==== Excerpted records ====
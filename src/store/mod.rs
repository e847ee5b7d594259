//! Result store.
//!
//! An ordered list of analysis records, newest first, kept as one JSON
//! array under a single storage key. Mutations only touch memory;
//! callers flush with [`ResultStore::persist`] after each one.

pub mod storage;

pub use storage::{FileStorage, KeyValueStorage, MemoryStorage};

use crate::error::StoreError;
use crate::models::{sample_records, AnalysisRecord};
use tracing::{debug, info, warn};

/// Storage key used when none is configured.
pub const DEFAULT_STORE_KEY: &str = "chickenAnalysisResults";

pub struct ResultStore<S: KeyValueStorage> {
    storage: S,
    key: String,
    records: Vec<AnalysisRecord>,
}

impl<S: KeyValueStorage> ResultStore<S> {
    /// Load the records stored under `key`.
    ///
    /// Missing, unreadable or corrupt data is replaced by the sample
    /// records; nothing is reported to the caller.
    pub fn load(storage: S, key: impl Into<String>) -> Self {
        let key = key.into();

        let records = match storage.get(&key) {
            Ok(Some(blob)) => match serde_json::from_str::<Vec<AnalysisRecord>>(&blob) {
                Ok(records) => {
                    info!("Loaded {} stored analyses", records.len());
                    records
                }
                Err(e) => {
                    warn!("Stored analyses under '{}' are corrupt ({}), using sample data", key, e);
                    sample_records()
                }
            },
            Ok(None) => {
                debug!("No stored analyses under '{}', using sample data", key);
                sample_records()
            }
            Err(e) => {
                warn!("Failed to read stored analyses ({}), using sample data", e);
                sample_records()
            }
        };

        Self {
            storage,
            key,
            records,
        }
    }

    /// Prepend a record. Does not persist.
    pub fn insert_front(&mut self, record: AnalysisRecord) -> Result<(), StoreError> {
        if self.find_by_id(&record.id).is_some() {
            return Err(StoreError::DuplicateId(record.id));
        }
        debug!("Inserting analysis {}", record.id);
        self.records.insert(0, record);
        Ok(())
    }

    /// Remove the record with `id`, returning it. Does not persist.
    pub fn remove_by_id(&mut self, id: &str) -> Option<AnalysisRecord> {
        let index = self.position(id)?;
        debug!("Removing analysis {}", id);
        Some(self.records.remove(index))
    }

    /// Put a record back at `index` after a failed flush.
    pub(crate) fn restore(&mut self, index: usize, record: AnalysisRecord) {
        let index = index.min(self.records.len());
        self.records.insert(index, record);
    }

    pub fn position(&self, id: &str) -> Option<usize> {
        self.records.iter().position(|r| r.id == id)
    }

    /// Overwrite the stored blob with the current records.
    pub fn persist(&self) -> Result<(), StoreError> {
        let json = serde_json::to_string(&self.records)?;
        self.storage.set(&self.key, &json)?;
        debug!("Persisted {} analyses under '{}'", self.records.len(), self.key);
        Ok(())
    }

    pub fn find_by_id(&self, id: &str) -> Option<&AnalysisRecord> {
        self.records.iter().find(|r| r.id == id)
    }

    pub fn records(&self) -> &[AnalysisRecord] {
        &self.records
    }

    pub fn len(&self) -> usize {
        self.records.len()
    }

    #[allow(dead_code)] // Pairs with len()
    pub fn is_empty(&self) -> bool {
        self.records.is_empty()
    }
}

#[cfg(test)]
mod tests {
    use super::*;
    use crate::models::Diagnosis;
    use chrono::Utc;
    use tempfile::TempDir;

    fn record(id: &str) -> AnalysisRecord {
        AnalysisRecord::new(
            id.to_string(),
            Utc::now(),
            Diagnosis::Coccidiosis,
            87.6,
            "data:image/png;base64,AAAA".to_string(),
        )
    }

    fn ids<S: KeyValueStorage>(store: &ResultStore<S>) -> Vec<&str> {
        store.records().iter().map(|r| r.id.as_str()).collect()
    }

    #[test]
    fn test_load_empty_storage_uses_samples() {
        let store = ResultStore::load(MemoryStorage::new(), DEFAULT_STORE_KEY);
        assert_eq!(store.len(), 5);
        assert_eq!(store.records()[0].id, "sample_1");
    }

    #[test]
    fn test_load_corrupt_blob_uses_samples() {
        let storage = MemoryStorage::new();
        storage.set(DEFAULT_STORE_KEY, "{not valid json").unwrap();

        let store = ResultStore::load(storage, DEFAULT_STORE_KEY);
        assert_eq!(store.len(), 5);
    }

    #[test]
    fn test_load_keeps_empty_list() {
        let storage = MemoryStorage::new();
        storage.set(DEFAULT_STORE_KEY, "[]").unwrap();

        let store = ResultStore::load(storage, DEFAULT_STORE_KEY);
        assert!(store.is_empty());
    }

    #[test]
    fn test_load_tolerates_unknown_diagnosis() {
        let storage = MemoryStorage::new();
        storage
            .set(
                DEFAULT_STORE_KEY,
                r#"[{"id":"old","date":"2025-06-29T14:30:00.000Z","diagnosis":"Fowl Pox",
                    "confidence":50,"image":"images/a.jpg","recommendations":[]}]"#,
            )
            .unwrap();

        let store = ResultStore::load(storage, DEFAULT_STORE_KEY);
        assert_eq!(store.len(), 1);
        assert_eq!(
            store.records()[0].diagnosis,
            Diagnosis::Other("Fowl Pox".to_string())
        );
    }

    #[test]
    fn test_insert_front_and_find() {
        let mut store = ResultStore::load(MemoryStorage::new(), DEFAULT_STORE_KEY);
        let r = record("x");
        store.insert_front(r.clone()).unwrap();

        assert_eq!(store.records()[0], r);
        assert_eq!(store.find_by_id("x"), Some(&r));
    }

    #[test]
    fn test_insert_duplicate_id_rejected() {
        let mut store = ResultStore::load(MemoryStorage::new(), DEFAULT_STORE_KEY);
        let err = store.insert_front(record("sample_3")).unwrap_err();
        assert!(matches!(err, StoreError::DuplicateId(id) if id == "sample_3"));
        assert_eq!(store.len(), 5);
    }

    #[test]
    fn test_remove_keeps_order() {
        let mut store = ResultStore::load(MemoryStorage::new(), DEFAULT_STORE_KEY);
        let removed = store.remove_by_id("sample_3").unwrap();
        assert_eq!(removed.id, "sample_3");
        assert_eq!(
            ids(&store),
            vec!["sample_1", "sample_2", "sample_4", "sample_5"]
        );

        assert!(store.remove_by_id("sample_3").is_none());
        assert_eq!(store.len(), 4);
    }

    #[test]
    fn test_insert_then_delete_scenario() {
        let mut store = ResultStore::load(MemoryStorage::new(), DEFAULT_STORE_KEY);
        assert_eq!(store.len(), 5);

        store.insert_front(record("x")).unwrap();
        assert_eq!(store.len(), 6);
        assert!(store.find_by_id("x").is_some());

        store.remove_by_id("x");
        assert_eq!(store.len(), 5);
        assert!(store.find_by_id("x").is_none());
    }

    #[test]
    fn test_persist_does_not_happen_implicitly() {
        let storage = MemoryStorage::new();
        let mut store = ResultStore::load(&storage, DEFAULT_STORE_KEY);
        store.insert_front(record("x")).unwrap();
        assert_eq!(storage.get(DEFAULT_STORE_KEY).unwrap(), None);

        store.persist().unwrap();
        assert!(storage.get(DEFAULT_STORE_KEY).unwrap().is_some());
    }

    #[test]
    fn test_persist_reload_round_trip() {
        let dir = TempDir::new().unwrap();
        let path = dir.path().join("coopcheck_store.json");

        let mut store = ResultStore::load(FileStorage::new(&path), DEFAULT_STORE_KEY);
        store.insert_front(record("x")).unwrap();
        store.remove_by_id("sample_2");
        store.persist().unwrap();

        let reloaded = ResultStore::load(FileStorage::new(&path), DEFAULT_STORE_KEY);
        assert_eq!(reloaded.records(), store.records());
    }

    #[test]
    fn test_binary_store_file_recovers_on_persist() {
        let dir = TempDir::new().unwrap();
        let path = dir.path().join("coopcheck_store.json");
        std::fs::write(&path, [0xff, 0xfe, 0x00, 0x7b]).unwrap();

        let mut store = ResultStore::load(FileStorage::new(&path), DEFAULT_STORE_KEY);
        assert_eq!(store.len(), 5);
        store.insert_front(record("x")).unwrap();
        store.persist().unwrap();

        let reloaded = ResultStore::load(FileStorage::new(&path), DEFAULT_STORE_KEY);
        assert_eq!(reloaded.len(), 6);
        assert_eq!(reloaded.records()[0].id, "x");
    }

    #[test]
    fn test_separate_keys_are_independent() {
        let storage = MemoryStorage::new();
        let mut first = ResultStore::load(&storage, "first");
        first.remove_by_id("sample_1");
        first.persist().unwrap();

        let second = ResultStore::load(&storage, "second");
        assert_eq!(second.len(), 5);
        assert_eq!(ResultStore::load(&storage, "first").len(), 4);
    }
}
====
Exercise aim:
Respond with the number of lines in the listing above that include the word "info", and with nothing more.

Answer for the task:
2